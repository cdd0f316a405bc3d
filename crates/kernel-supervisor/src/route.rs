use kernel_channels::KernelChannels;
use kernel_protocol::{
    ExecutionState, MessageContent, OrphanPolicy, OutboundMessage, Request, Response, RouteId,
    SessionIdentity,
};
use tokio::sync::mpsc;

const WORKER_TERMINATED_MESSAGE: &str = "kernel worker terminated";

/// Which state machine handles a request's responses.
#[derive(Debug, Clone, Copy, PartialEq, Eq)]
pub enum RouteKind {
    Execution { counter: u64 },
    Completion,
    ObjectInfo,
}

impl RouteKind {
    pub fn for_request(request: &Request) -> Self {
        match request {
            Request::Execute { counter, .. } => Self::Execution { counter: *counter },
            Request::Completion { .. } => Self::Completion,
            Request::ObjectInfo { .. } => Self::ObjectInfo,
        }
    }
}

#[derive(Debug, Clone, Copy, PartialEq, Eq)]
pub enum RouteOutcome {
    Completed,
    Orphaned,
}

#[derive(Debug, Clone, Copy, PartialEq, Eq)]
enum RouteStep {
    Continue,
    Terminate,
}

/// Short-lived handler bound to exactly one outstanding request.
pub struct ResponseRoute {
    id: RouteId,
    kind: RouteKind,
    identity: SessionIdentity,
    channels: KernelChannels,
    orphan_policy: OrphanPolicy,
}

impl ResponseRoute {
    pub fn new(
        id: RouteId,
        kind: RouteKind,
        identity: SessionIdentity,
        channels: KernelChannels,
        orphan_policy: OrphanPolicy,
    ) -> Self {
        Self {
            id,
            kind,
            identity,
            channels,
            orphan_policy,
        }
    }

    /// Consume responses until the terminal one, or until every sender of
    /// the mailbox is gone.
    pub async fn run(self, mut mailbox: mpsc::UnboundedReceiver<Response>) -> RouteOutcome {
        while let Some(response) = mailbox.recv().await {
            if self.handle(response) == RouteStep::Terminate {
                tracing::debug!(route_id = %self.id, kind = ?self.kind, "route completed");
                return RouteOutcome::Completed;
            }
        }
        self.orphaned()
    }

    fn handle(&self, response: Response) -> RouteStep {
        match self.kind {
            RouteKind::Execution { counter } => self.handle_execution(counter, response),
            RouteKind::Completion => self.handle_completion(response),
            RouteKind::ObjectInfo => self.handle_object_info(response),
        }
    }

    fn handle_execution(&self, counter: u64, response: Response) -> RouteStep {
        match response {
            Response::Stream { data, name } => {
                self.emit(MessageContent::Stream { data, name });
                RouteStep::Continue
            }
            Response::ExecuteResult { html } => {
                self.emit(MessageContent::pyout_html(counter, html));
                self.finish_execution(counter)
            }
            Response::Error {
                message,
                incomplete: true,
            } => {
                tracing::debug!(
                    route_id = %self.id,
                    counter,
                    message = message.as_str(),
                    "incomplete input"
                );
                self.emit(MessageContent::pyincomplete(counter));
                self.finish_execution(counter)
            }
            Response::Error {
                message,
                incomplete: false,
            } => {
                self.emit(MessageContent::pyerr(counter, message));
                self.finish_execution(counter)
            }
            unexpected @ (Response::CompletionResult { .. }
            | Response::ObjectInfoResult { .. }) => self.ignore(&unexpected),
        }
    }

    fn handle_completion(&self, response: Response) -> RouteStep {
        match response {
            Response::CompletionResult {
                candidates,
                matched_text,
                ..
            } => {
                self.emit(MessageContent::CompleteReply {
                    matched_text,
                    matches: candidates,
                });
                RouteStep::Terminate
            }
            unexpected => self.ignore(&unexpected),
        }
    }

    fn handle_object_info(&self, response: Response) -> RouteStep {
        match response {
            Response::ObjectInfoResult {
                found,
                name,
                call_def,
                call_docstring,
            } => {
                self.emit(MessageContent::ObjectInfoReply {
                    found,
                    name,
                    call_def,
                    call_docstring,
                });
                RouteStep::Terminate
            }
            unexpected => self.ignore(&unexpected),
        }
    }

    /// `idle` then the shell acknowledgement close every execution.
    fn finish_execution(&self, counter: u64) -> RouteStep {
        self.emit(MessageContent::status(ExecutionState::Idle));
        self.emit(MessageContent::ExecuteReply {
            execution_count: counter,
        });
        RouteStep::Terminate
    }

    fn ignore(&self, response: &Response) -> RouteStep {
        tracing::warn!(
            route_id = %self.id,
            kind = ?self.kind,
            response = ?response,
            "ignoring response that does not belong to this route"
        );
        RouteStep::Continue
    }

    fn orphaned(&self) -> RouteOutcome {
        tracing::warn!(
            route_id = %self.id,
            kind = ?self.kind,
            policy = ?self.orphan_policy,
            "route mailbox closed before a terminal response"
        );
        if self.orphan_policy == OrphanPolicy::ReportError {
            if let RouteKind::Execution { counter } = self.kind {
                self.handle_execution(counter, Response::error(WORKER_TERMINATED_MESSAGE, false));
            }
        }
        RouteOutcome::Orphaned
    }

    fn emit(&self, content: MessageContent) {
        self.channels
            .emit(OutboundMessage::new(self.identity.clone(), content));
    }
}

__________

Required action: Could you find every line in the records above that has the string "OutboundMessage" and copy it?

Solution for this problem:
    ExecutionState, MessageContent, OrphanPolicy, OutboundMessage, Request, Response, RouteId,
            .emit(OutboundMessage::new(self.identity.clone(), content));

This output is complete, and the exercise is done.